# Pictures of HOYT LIMBS, CRACKED????



## jacobpourciau (Aug 7, 2006)

Someone please tell me if my limb for my hoyt trykon is cracked or if the paint just pilled off!?!?!?! IDK what i should do....should i not worry about it or should I??? IF i should worry about it how do i fix it?????ANy advice would be helpful


----------



## sneak1413 (Aug 15, 2007)

i had a sliver very similiar to that on my guardian but it did not come all the way off. i called bowtech and i had a new set of limbs on the way the same day. i don't think it will blow up on you but i did have a few arrows that would just randomly fly where they were not supposed to. i bring the bow to your hoyt dealer and have them get a new set of limbs for you. btw i am a bowtech dealer so i could call them and talk to them myself thats why i said i called bowtech. dealers have to do the warranty work and ordering so bring it in and hoyt should have new limbs out the door and on the way asap.


----------



## NY911 (Dec 12, 2004)

Have your dealer look at it, they are better suited to make a decision than we are.


----------



## Brown Hornet (Aug 8, 2002)

It isn't a crack per say...and it isn't paint peeling. You have hit the limb on something or vice versa. 

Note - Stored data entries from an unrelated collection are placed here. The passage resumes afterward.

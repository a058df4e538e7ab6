use thiserror::Error;

#[derive(Error, Debug)]
pub enum FrontendError {
    #[error("Failed to load Java grammar: {0}")]
    Language(String),

    #[error("Parse failed: {0}")]
    Parse(String),
}

pub type Result<T> = std::result::Result<T, FrontendError>;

I did that one time hitting my limb on my stand. Just call Hoyt or your dealer for new limbs if you are really worried about it. But a lot of people just sand it down and keep going.


----------



## TMan51 (Jan 25, 2004)

Brown Hornet said:


> But a lot of people just sand it down and keep going.

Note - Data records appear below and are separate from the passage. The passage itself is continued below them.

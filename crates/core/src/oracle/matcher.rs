//! Structural matching that ignores positions and flags.

use super::tolerated;
use jdt_bridge_api::{Ast, InfixOperator, NodeId, NodeKind, Prop};

/// Verdict-only counterpart of the comparator. On top of the comparator's
/// tolerated shapes, constant string expressions match when they fold to the
/// same value, however they are split or parenthesized.
#[derive(Debug, Clone, Copy)]
pub struct AstMatcher {
    fold_strings: bool,
}

impl AstMatcher {
    pub fn new() -> Self {
        Self { fold_strings: true }
    }

    /// Disables constant string folding.
    pub fn strict() -> Self {
        Self { fold_strings: false }
    }

    pub fn matches(&self, a_ast: &Ast, a: NodeId, b_ast: &Ast, b: NodeId) -> bool {
        let (ak, bk) = (a_ast.kind(a), b_ast.kind(b));
        if ak != bk {
            return tolerated(a_ast, a, b_ast, b) || self.same_folded_string(a_ast, a, b_ast, b);
        }
        let mut props = a_ast.props(a);
        for prop in b_ast.props(b) {
            if !props.contains(&prop) {
                props.push(prop);
            }
        }
        props.into_iter().all(|prop| {
            a_ast.list_len(a, prop) == b_ast.list_len(b, prop)
                && a_ast
                    .list(a, prop)
                    .zip(b_ast.list(b, prop))
                    .all(|(x, y)| self.matches(a_ast, x, b_ast, y))
        })
    }

    fn same_folded_string(&self, a_ast: &Ast, a: NodeId, b_ast: &Ast, b: NodeId) -> bool {
        if !self.fold_strings {
            return false;
        }
        match (folded_string(a_ast, a), folded_string(b_ast, b)) {
            (Some(x), Some(y)) => x == y,
            _ => false,
        }
    }
}

impl Default for AstMatcher {
    fn default() -> Self {
        Self::new()
    }
}

/// Escaped content of a string literal or of a `+` chain of them, quotes removed.
fn folded_string(ast: &Ast, id: NodeId) -> Option<String> {
    match ast.kind(id) {
        NodeKind::StringLiteral { escaped } => escaped
            .strip_prefix('"')
            .and_then(|s| s.strip_suffix('"'))
            .map(str::to_string),
        NodeKind::ParenthesizedExpression => folded_string(ast, ast.child(id, Prop::Expression)?),
        NodeKind::InfixExpression {
            operator: Some(InfixOperator::Plus),
        } => {
            let mut out = folded_string(ast, ast.child(id, Prop::LeftOperand)?)?;
            out.push_str(&folded_string(ast, ast.child(id, Prop::RightOperand)?)?);
            for operand in ast.list(id, Prop::ExtendedOperands) {
                out.push_str(&folded_string(ast, operand)?);
            }
            Some(out)
        }
        _ => None,
    }
}

#[cfg(test)]
mod tests {
    use super::super::fixtures::*;
    use super::*;
    use jdt_bridge_api::SourceRange;

    #[test]
    fn test_positions_are_ignored() {
        let mut left = Ast::new();
        let l = dotted(&mut left, false);
        let mut right = Ast::new();
        let r = dotted(&mut right, false);
        right.set_range(r, SourceRange::new(40, 3));
        assert!(AstMatcher::new().matches(&left, l, &right, r));
    }

    #[test]
    fn test_nested_concatenation_folds() {
        let mut left = Ast::new();
        let inner = concatenation(&mut left);
        let paren = left.alloc(NodeKind::ParenthesizedExpression, SourceRange::new(0, 11));
        left.add_child(paren, Prop::Expression, inner);
        let outer = left.alloc(
            NodeKind::InfixExpression {
                operator: Some(InfixOperator::Plus),
            },
            SourceRange::new(0, 17),
        );
        let c = string(&mut left, "\"c\"", 14);
        left.add_child(outer, Prop::LeftOperand, paren);
        left.add_child(outer, Prop::RightOperand, c);

        let mut right = Ast::new();
        let r = string(&mut right, "\"abc\"", 0);
        assert!(AstMatcher::new().matches(&left, outer, &right, r));
        assert!(AstMatcher::new().matches(&right, r, &left, outer));
        assert!(!AstMatcher::strict().matches(&left, outer, &right, r));
    }

    #[test]
    fn test_different_names_do_not_match() {
        let mut left = Ast::new();
        let l = name(&mut left, "a", 0);
        let mut right = Ast::new();
        let r = name(&mut right, "b", 0);
        assert!(!AstMatcher::new().matches(&left, l, &right, r));
    }
}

Yeah, if ya drag these through the woods, you nick one once in a while.

Use a 600 grit, and don't get aggressive. You'll be fine.


----------



## Bill 2311 (Jun 24, 2005)

I once had a similiar issue. I took and used Super Glue on the sliver and it never got any worse. However, it Hoyt will replace it, I would let them do so. I does look like you banged it against something and they might not replace it.


----------



## GCOD (Nov 24, 2006)

take it to your nearest hoyt dealer hoyt will send your dealer replacement limbs your dealer will install them and return the old limbs to hoyt all you should have to pay for is a little labor for changing the limbs and it should take 1to 2 weeks to get it done


----------



## slinger (Jul 25, 2003)

Not a big deal. Like BH said, it must have got dinged on something.
I had the same thing happen to an UltraTec a few years ago, and Hoyt replaced the limbs without any problems.


----------



## nodog (Mar 1, 2005)

Brown Hornet said:


> It isn't a crack per say...and it isn't paint peeling. You have hit the limb on something or vice versa.
> 
> I did that one time hitting my limb on my stand. Just call Hoyt or your dealer for new limbs if you are really worried about it. But a lot of people just sand it down and keep going.



Bingo. Mines been like that since last hunting season. I also put some super glue on it. It's not a crack. No problems what so ever. Shoot it almost every day.


----------



## chukar8 (Jul 14, 2007)

I wonder if a guy could use some body filller of some sort to fill the area and sand it down to keep it from getting worse????


----------



## Joe P. (Jan 13, 2004)

Same thing happened on my razortec, went to my dealer and they got me another set of limbs from Hoyt. No problems or questions asked, never had another problem again (over 4 years).


----------



## Dthbyhoyt (Dec 4, 2004)

Looks like it has a splinter , I have a limb like that on my Havoc-Tec been that way since 2003 still shooting it that way too, no problems


----------